• Dataset entries:
'''

//! Game configurations: board geometry, ship rosters and tunables.

use alloc::vec::Vec;

use crate::common::{EngineError, Side};

/// Largest supported board side.
pub const MAX_BOARD_SIZE: usize = 64;

/// Cap on random draws per ship before placement is abandoned.
pub const DEFAULT_PLACEMENT_ATTEMPTS: usize = 10_000;

/// Rejection-sampling budget of the computer move source before it falls
/// back to drawing from the remaining candidates.
pub const DEFAULT_MOVE_ATTEMPTS: usize = 1_000;

/// Match length in seconds.
pub const DEFAULT_TIME_LIMIT_SECS: u32 = 60;

/// A roster entry: ship name, length and the points awarded for sinking it.
#[derive(Debug, Clone, Copy, PartialEq, Eq)]
pub struct ShipSpec {
    name: &'static str,
    length: usize,
    points: u32,
}

impl ShipSpec {
    /// Create a new ship spec.
    pub const fn new(name: &'static str, length: usize, points: u32) -> Self {
        Self {
            name,
            length,
            points,
        }
    }

    /// Ship's name.
    pub fn name(&self) -> &'static str {
        self.name
    }

    /// Ship's length.
    pub fn length(&self) -> usize {
        self.length
    }

    /// Points awarded to whoever sinks the ship.
    pub fn points(&self) -> u32 {
        self.points
    }
}

/// Roster of the 20×20 variant, placed inside the top-left 10×10 quadrant.
pub const NAVY_WAR_ROSTER: [ShipSpec; 5] = [
    ShipSpec::new("Aircraft Carrier", 8, 100),
    ShipSpec::new("Battleship", 7, 70),
    ShipSpec::new("Destroyer", 5, 50),
    ShipSpec::new("Frigate", 4, 40),
    ShipSpec::new("Submarine", 4, 80),
];

/// Roster of the classic 10×10 variant.
pub const CLASSIC_ROSTER: [ShipSpec; 5] = [
    ShipSpec::new("Carrier", 5, 50),
    ShipSpec::new("Battleship", 4, 40),
    ShipSpec::new("Cruiser", 3, 30),
    ShipSpec::new("Submarine", 3, 30),
    ShipSpec::new("Destroyer", 2, 20),
];

/// Everything needed to set up a match.
#[derive(Debug, Clone, PartialEq, Eq)]
pub struct GameConfig {
    /// Side of the square board.
    pub board_size: usize,
    /// Side of the top-left square where ships may be placed.
    pub placement_bounds: usize,
    /// Ships placed for each side, in placement order.
    pub roster: Vec<ShipSpec>,
    /// Seconds before the match is decided on points.
    pub time_limit_secs: u32,
    /// Side that attacks first.
    pub first_turn: Side,
    /// Random draws allowed per ship during placement.
    pub placement_attempts: usize,
    /// Rejection-sampling budget for computer moves.
    pub move_attempts: usize,
}

impl GameConfig {
    /// 20×20 board, ships confined to the 10×10 top-left quadrant.
    pub fn navy_war() -> Self {
        Self {
            board_size: 20,
            placement_bounds: 10,
            roster: NAVY_WAR_ROSTER.to_vec(),
            time_limit_secs: DEFAULT_TIME_LIMIT_SECS,
            first_turn: Side::Human,
            placement_attempts: DEFAULT_PLACEMENT_ATTEMPTS,
            move_attempts: DEFAULT_MOVE_ATTEMPTS,
        }
    }

    /// 10×10 board with ships spanning the whole grid.
    pub fn classic() -> Self {
        Self {
            board_size: 10,
            placement_bounds: 10,
            roster: CLASSIC_ROSTER.to_vec(),
            ..Self::navy_war()
        }
    }

    pub fn with_time_limit(mut self, secs: u32) -> Self {
        self.time_limit_secs = secs;
        self
    }

    pub fn with_first_turn(mut self, side: Side) -> Self {
        self.first_turn = side;
        self
    }

    pub fn with_roster(mut self, roster: &[ShipSpec]) -> Self {
        self.roster = roster.to_vec();
        self
    }

    /// Sum of all ship lengths in the roster.
    pub fn total_ship_cells(&self) -> usize {
        self.roster.iter().map(|s| s.length()).sum()
    }

    /// Check that a match can be built from this configuration.
    pub fn validate(&self) -> Result<(), EngineError> {
        if self.board_size == 0 || self.board_size > MAX_BOARD_SIZE {
            return Err(EngineError::InvalidConfig("board size must be within 1..=64"));
        }
        if self.placement_bounds == 0 || self.placement_bounds > self.board_size {
            return Err(EngineError::InvalidConfig(
                "placement bounds must be within 1..=board size",
            ));
        }
        if self.roster.is_empty() {
            return Err(EngineError::InvalidConfig("roster is empty"));
        }
        if self
            .roster
            .iter()
            .any(|s| s.length() == 0 || s.length() > self.placement_bounds)
        {
            return Err(EngineError::InvalidConfig(
                "every ship must fit inside the placement bounds",
            ));
        }
        if self.total_ship_cells() > self.placement_bounds * self.placement_bounds {
            return Err(EngineError::InvalidConfig(
                "roster needs more cells than the placement area holds",
            ));
        }
        if self.time_limit_secs == 0 {
            return Err(EngineError::InvalidConfig("time limit must be positive"));
        }
        if self.placement_attempts == 0 || self.move_attempts == 0 {
            return Err(EngineError::InvalidConfig("attempt budgets must be positive"));
        }
        Ok(())
    }
}

impl Default for GameConfig {
    fn default() -> Self {
        Self::navy_war()
    }
}
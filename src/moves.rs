//! Move sources for the computer opponent.
//!
//! Attacks are uniformly random; the only constraint is that a cell is never
//! attacked twice. Both sources fall back to drawing from the explicit set of
//! remaining cells, so success does not depend on a lucky draw when the board
//! is nearly full.

use alloc::vec::Vec;
use rand::rngs::SmallRng;
use rand::seq::IndexedRandom;
use rand::Rng;

use crate::common::{Bits, Coord, EngineError};
use crate::config::DEFAULT_MOVE_ATTEMPTS;

/// Supplies attack coordinates that avoid a set of excluded cells.
pub trait MoveSource {
    /// Choose a cell of the `exclude.side()` board that is not set in `exclude`.
    fn next_move(&mut self, rng: &mut SmallRng, exclude: &Bits) -> Result<Coord, EngineError>;
}

/// Rejection sampling with a bounded budget, then a direct draw from the
/// cells not yet excluded.
#[derive(Debug, Clone, Copy)]
pub struct RandomMoveSource {
    max_attempts: usize,
}

impl RandomMoveSource {
    pub fn new(max_attempts: usize) -> Self {
        Self { max_attempts }
    }
}

impl Default for RandomMoveSource {
    fn default() -> Self {
        Self::new(DEFAULT_MOVE_ATTEMPTS)
    }
}

impl MoveSource for RandomMoveSource {
    fn next_move(&mut self, rng: &mut SmallRng, exclude: &Bits) -> Result<Coord, EngineError> {
        let side = exclude.side();
        if side == 0 || exclude.is_full() {
            return Err(EngineError::BoardExhausted);
        }
        for _ in 0..self.max_attempts {
            let (row, col) = (rng.random_range(0..side), rng.random_range(0..side));
            if !exclude.get(row, col)? {
                return Ok(Coord::new(row, col));
            }
        }
        log::debug!(
            "rejection sampling exhausted after {} draws, sampling remaining cells",
            self.max_attempts
        );
        sample_remaining(rng, exclude)
    }
}

/// Uniform draw among the cells not set in `exclude`.
pub fn sample_remaining<R: Rng + ?Sized>(rng: &mut R, exclude: &Bits) -> Result<Coord, EngineError> {
    let candidates: Vec<(usize, usize)> = exclude.iter_unset_bits().collect();
    candidates
        .choose(rng)
        .map(|&cell| Coord::from(cell))
        .ok_or(EngineError::BoardExhausted)
}

/// Explicit pool of cells that have not been handed out yet.
///
/// Every draw removes a uniformly chosen cell, so a pool of `n×n` cells yields
/// each cell at most once and never needs to retry on a fresh cell.
#[derive(Debug, Clone)]
pub struct CandidatePool {
    side: usize,
    remaining: Vec<Coord>,
}

impl CandidatePool {
    pub fn new(side: usize) -> Self {
        let remaining = (0..side)
            .flat_map(|row| (0..side).map(move |col| Coord::new(row, col)))
            .collect();
        Self { side, remaining }
    }

    pub fn side(&self) -> usize {
        self.side
    }

    /// Cells still available.
    pub fn len(&self) -> usize {
        self.remaining.len()
    }

    pub fn is_empty(&self) -> bool {
        self.remaining.is_empty()
    }

    /// Remove and return a uniformly chosen cell.
    pub fn draw<R: Rng + ?Sized>(&mut self, rng: &mut R) -> Option<Coord> {
        if self.remaining.is_empty() {
            return None;
        }
        let idx = rng.random_range(0..self.remaining.len());
        Some(self.remaining.swap_remove(idx))
    }
}

impl MoveSource for CandidatePool {
    fn next_move(&mut self, rng: &mut SmallRng, exclude: &Bits) -> Result<Coord, EngineError> {
        while let Some(coord) = self.draw(rng) {
            // Cells attacked through another channel are dropped for good.
            if !exclude.get(coord.row, coord.col).unwrap_or(false) {
                return Ok(coord);
            }
        }
        Err(EngineError::BoardExhausted)
    }
}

'''

• Activity: From the data above, gather every line that includes the word "computer".

• Exercise response:
/// Rejection-sampling budget of the computer move source before it falls
    /// Rejection-sampling budget for computer moves.
//! Move sources for the computer opponent.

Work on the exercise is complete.